[Data provided]
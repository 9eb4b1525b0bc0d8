// SPDX-License-Identifier: MIT OR Apache-2.0
//! Player configuration and the persisted timeline document.
//!
//! Documents are stored as RON (`.ron`) or JSON (`.json`) and round-trip:
//! - play mode and time mode
//! - duration, speed, loop type, loop count and default direction
//! - the ordered clip list

use crate::clip::ClipSettings;
use crate::clock::PlayDirection;
use crate::error::{Result, TimelineError};
use serde::{Deserialize, Serialize};
use std::path::Path;

/// Current timeline document format version
pub const DOCUMENT_FORMAT_VERSION: u32 = 1;

/// When playback starts on its own
#[derive(Debug, Clone, Copy, PartialEq, Eq, Serialize, Deserialize, Default)]
pub enum PlayMode {
    /// When the owner starts
    #[default]
    OnStart,
    /// Each time the owner is enabled
    OnEnable,
    /// Only through an explicit `play`
    Manual,
}

/// Which frame delta drives the clock
#[derive(Debug, Clone, Copy, PartialEq, Eq, Serialize, Deserialize, Default)]
pub enum TimeMode {
    /// Delta affected by the host's time scale
    #[default]
    Scaled,
    /// Real delta, ignoring time scale
    Unscaled,
}

/// Boundary policy
#[derive(Debug, Clone, Copy, PartialEq, Eq, Serialize, Deserialize, Default)]
pub enum LoopType {
    /// Restart from the default direction's start boundary
    #[default]
    Loop,
    /// Reverse direction at each boundary
    PingPong,
    /// Play a single pass
    Once,
}

/// Number of loop passes. Persisted as `-1` for infinite.
#[derive(Debug, Clone, Copy, PartialEq, Eq, Serialize, Deserialize, Default)]
#[serde(try_from = "i32", into = "i32")]
pub enum LoopCount {
    /// Never terminate on count
    #[default]
    Infinite,
    /// Terminate after this many passes
    Times(u32),
}

impl LoopCount {
    /// Whether `completed` passes reach the configured count
    pub fn is_exhausted(&self, completed: u32) -> bool {
        match self {
            Self::Infinite => false,
            Self::Times(n) => completed >= *n,
        }
    }
}

impl TryFrom<i32> for LoopCount {
    type Error = TimelineError;

    fn try_from(value: i32) -> Result<Self> {
        match value {
            -1 => Ok(Self::Infinite),
            n if n >= 0 => Ok(Self::Times(n as u32)),
            n => Err(TimelineError::InvalidLoopCount(n)),
        }
    }
}

impl From<LoopCount> for i32 {
    fn from(value: LoopCount) -> Self {
        match value {
            LoopCount::Infinite => -1,
            LoopCount::Times(n) => i32::try_from(n).unwrap_or(i32::MAX),
        }
    }
}

/// Playback options
#[derive(Debug, Clone, PartialEq, Serialize, Deserialize)]
#[serde(default)]
pub struct PlayerConfig {
    /// When playback starts on its own
    pub play_mode: PlayMode,
    /// Which frame delta drives the clock
    pub time_mode: TimeMode,
    /// Boundary policy
    pub loop_type: LoopType,
    /// Number of passes
    pub loop_count: LoopCount,
    /// Direction of the first pass
    pub default_direction: PlayDirection,
    /// Speed multiplier (>= 0)
    pub speed: f32,
    /// Timeline duration in seconds (>= 0)
    pub duration: f32,
}

impl Default for PlayerConfig {
    fn default() -> Self {
        Self {
            play_mode: PlayMode::OnStart,
            time_mode: TimeMode::Scaled,
            loop_type: LoopType::Loop,
            loop_count: LoopCount::Infinite,
            default_direction: PlayDirection::Forward,
            speed: 1.0,
            duration: 10.0,
        }
    }
}

impl PlayerConfig {
    /// Clamp numeric fields into their valid ranges
    pub fn sanitized(mut self) -> Self {
        self.speed = if self.speed.is_nan() { 0.0 } else { self.speed.max(0.0) };
        self.duration = if self.duration.is_nan() { 0.0 } else { self.duration.max(0.0) };
        self
    }
}

/// Persisted playback configuration with its clip list
#[derive(Debug, Clone, PartialEq, Serialize, Deserialize)]
pub struct TimelineDocument {
    /// Format version
    pub version: u32,
    /// Timeline name
    pub name: String,
    /// Playback options
    #[serde(default)]
    pub config: PlayerConfig,
    /// Clips in collection order
    #[serde(default)]
    pub clips: Vec<ClipSettings>,
}

impl TimelineDocument {
    /// Create an empty document
    pub fn new(name: impl Into<String>) -> Self {
        Self {
            version: DOCUMENT_FORMAT_VERSION,
            name: name.into(),
            config: PlayerConfig::default(),
            clips: Vec::new(),
        }
    }

    /// Serialize to pretty RON
    pub fn to_ron_string(&self) -> Result<String> {
        Ok(ron::ser::to_string_pretty(self, ron::ser::PrettyConfig::default())?)
    }

    /// Parse from RON
    pub fn from_ron_str(source: &str) -> Result<Self> {
        let document: Self = ron::from_str(source)?;
        document.checked()
    }

    /// Serialize to pretty JSON
    pub fn to_json_string(&self) -> Result<String> {
        Ok(serde_json::to_string_pretty(self)?)
    }

    /// Parse from JSON
    pub fn from_json_str(source: &str) -> Result<Self> {
        let document: Self = serde_json::from_str(source)?;
        document.checked()
    }

    /// Load from a `.ron` or `.json` file
    pub fn load(path: &Path) -> Result<Self> {
        let format = DocumentFormat::from_path(path)?;
        let source = std::fs::read_to_string(path)?;
        let document = match format {
            DocumentFormat::Ron => Self::from_ron_str(&source)?,
            DocumentFormat::Json => Self::from_json_str(&source)?,
        };
        tracing::info!(
            "Loaded timeline '{}' ({} clips) from {:?}",
            document.name,
            document.clips.len(),
            path
        );
        Ok(document)
    }

    /// Save to a `.ron` or `.json` file
    pub fn save(&self, path: &Path) -> Result<()> {
        let contents = match DocumentFormat::from_path(path)? {
            DocumentFormat::Ron => self.to_ron_string()?,
            DocumentFormat::Json => self.to_json_string()?,
        };
        std::fs::write(path, contents)?;
        tracing::info!("Saved timeline '{}' to {:?}", self.name, path);
        Ok(())
    }

    fn checked(mut self) -> Result<Self> {
        if self.version > DOCUMENT_FORMAT_VERSION {
            return Err(TimelineError::UnsupportedVersion {
                found: self.version,
                supported: DOCUMENT_FORMAT_VERSION,
            });
        }
        self.config = self.config.sanitized();
        self.clips = self.clips.into_iter().map(ClipSettings::sanitized).collect();
        Ok(self)
    }
}

impl Default for TimelineDocument {
    fn default() -> Self {
        Self::new("Untitled Timeline")
    }
}

enum DocumentFormat {
    Ron,
    Json,
}

impl DocumentFormat {
    fn from_path(path: &Path) -> Result<Self> {
        match path.extension().and_then(|e| e.to_str()) {
            Some(ext) if ext.eq_ignore_ascii_case("ron") => Ok(Self::Ron),
            Some(ext) if ext.eq_ignore_ascii_case("json") => Ok(Self::Json),
            _ => Err(TimelineError::UnsupportedFormat(path.to_path_buf())),
        }
    }
}

#[cfg(test)]
mod tests {
    use super::*;
    use crate::clip::AllowedDirection;

    #[test]
    fn test_loop_count_conversion() {
        assert_eq!(LoopCount::try_from(-1).unwrap(), LoopCount::Infinite);
        assert_eq!(LoopCount::try_from(3).unwrap(), LoopCount::Times(3));
        assert!(LoopCount::try_from(-4).is_err());
        assert_eq!(i32::from(LoopCount::Infinite), -1);
        assert!(LoopCount::Times(2).is_exhausted(2));
        assert!(!LoopCount::Infinite.is_exhausted(u32::MAX));
    }

    #[test]
    fn test_serialization() {
        let mut document = TimelineDocument::new("Intro");
        document.config.play_mode = PlayMode::Manual;
        document.config.time_mode = TimeMode::Unscaled;
        document.config.loop_type = LoopType::PingPong;
        document.config.loop_count = LoopCount::Times(4);
        document.config.speed = 1.5;
        document.config.duration = 12.0;
        document.clips.push(ClipSettings::new("Fade", 1.0, 2.0).with_order(2));
        document.clips.push(
            ClipSettings::new("Shake", 0.5, 0.0)
                .with_play_chance(40.0)
                .with_allowed_direction(AllowedDirection::Backward),
        );

        let ron_str = document.to_ron_string().unwrap();
        assert!(ron_str.contains("loop_count: 4"));
        let loaded = TimelineDocument::from_ron_str(&ron_str).unwrap();
        assert_eq!(loaded, document);

        let json = document.to_json_string().unwrap();
        let loaded = TimelineDocument::from_json_str(&json).unwrap();
        assert_eq!(loaded, document);
    }

    #[test]
    fn test_infinite_loop_count_persists_as_minus_one() {
        let document = TimelineDocument::default();
        let json = document.to_json_string().unwrap();
        assert!(json.contains("\"loop_count\": -1"));
    }

    #[test]
    fn test_rejects_negative_loop_count() {
        let source = r#"(version: 1, name: "Bad", config: (loop_count: -3))"#;
        assert!(TimelineDocument::from_ron_str(source).is_err());
    }

    #[test]
    fn test_rejects_newer_version() {
        let source = r#"(version: 99, name: "Future")"#;
        assert!(matches!(
            TimelineDocument::from_ron_str(source),
            Err(TimelineError::UnsupportedVersion { found: 99, .. })
        ));
    }

    #[test]
    fn test_sanitizes_config() {
        let source = r#"(version: 1, name: "Clamp", config: (speed: -2.0, duration: -1.0))"#;
        let document = TimelineDocument::from_ron_str(source).unwrap();
        assert_eq!(document.config.speed, 0.0);
        assert_eq!(document.config.duration, 0.0);
    }

    #[test]
    fn test_sanitizes_clips() {
        let source = r#"(
            version: 1,
            name: "Clamp",
            clips: [(name: "Broken", start_time: -2.0, duration: -3.0, play_chance: 250.0)],
        )"#;
        let document = TimelineDocument::from_ron_str(source).unwrap();
        let clip = &document.clips[0];
        assert_eq!(clip.start_time(), 0.0);
        assert_eq!(clip.duration(), 0.0);
        assert_eq!(clip.end_time(), 0.0);
        assert_eq!(clip.play_chance(), 100.0);

        let json = r#"{"version": 1, "name": "Clamp", "clips": [{"name": "Broken", "play_chance": -10.0}]}"#;
        let document = TimelineDocument::from_json_str(json).unwrap();
        assert_eq!(document.clips[0].play_chance(), 0.0);
    }

    #[test]
    fn test_unknown_extension() {
        let err = TimelineDocument::load(Path::new("timeline.yaml")).unwrap_err();
        assert!(matches!(err, TimelineError::UnsupportedFormat(_)));
    }
}
// SPDX-License-Identifier: MIT OR Apache-2.0
//! Playback session: the ordered set of clips taking part in a run.

use crate::clip::{ClipId, PreviewContext, TimelineClip};
use indexmap::IndexMap;

/// Whether a session drives playback or preview scrubbing
#[derive(Debug, Clone, Copy, PartialEq, Eq)]
pub enum SessionKind {
    /// Clock-driven playback
    Playback,
    /// Externally scrubbed preview
    Preview,
}

/// Ordered IDs of the clips in a session.
///
/// Built once when the session starts and never re-sorted; reordering clips
/// takes effect on the next session.
#[derive(Debug, Clone, PartialEq, Eq)]
pub struct PlaybackSession {
    kind: SessionKind,
    clip_ids: Vec<ClipId>,
}

impl PlaybackSession {
    /// Collect playable clips sorted by order index (stable on ties)
    pub fn for_playback(clips: &IndexMap<ClipId, TimelineClip>) -> Self {
        Self::collect(SessionKind::Playback, clips, TimelineClip::is_playable)
    }

    /// Collect previewable clips sorted by order index (stable on ties)
    pub fn for_preview(clips: &IndexMap<ClipId, TimelineClip>, ctx: &PreviewContext) -> Self {
        Self::collect(SessionKind::Preview, clips, |clip| clip.is_previewable(ctx))
    }

    fn collect(
        kind: SessionKind,
        clips: &IndexMap<ClipId, TimelineClip>,
        filter: impl Fn(&TimelineClip) -> bool,
    ) -> Self {
        let mut selected: Vec<&TimelineClip> = clips
            .values()
            .filter(|clip| {
                if let Some(reason) = clip.configuration_error() {
                    tracing::warn!("Skipping clip '{}': {}", clip.settings.name, reason);
                }
                filter(clip)
            })
            .collect();
        selected.sort_by_key(|clip| clip.settings.order);

        Self {
            kind,
            clip_ids: selected.into_iter().map(TimelineClip::id).collect(),
        }
    }

    /// Session kind
    pub fn kind(&self) -> SessionKind {
        self.kind
    }

    /// Is this a preview session
    pub fn is_preview(&self) -> bool {
        self.kind == SessionKind::Preview
    }

    /// Clip IDs in evaluation order
    pub fn clip_ids(&self) -> &[ClipId] {
        &self.clip_ids
    }

    /// Number of clips in the session
    pub fn len(&self) -> usize {
        self.clip_ids.len()
    }

    /// Session has no clips
    pub fn is_empty(&self) -> bool {
        self.clip_ids.is_empty()
    }
}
[/Data provided]
### [Task requirements]
Scan the entries above for the string "contains", and copy every line where it turns up.

### [Answer box]
        assert!(ron_str.contains("loop_count: 4"));
        assert!(json.contains("\"loop_count\": -1"));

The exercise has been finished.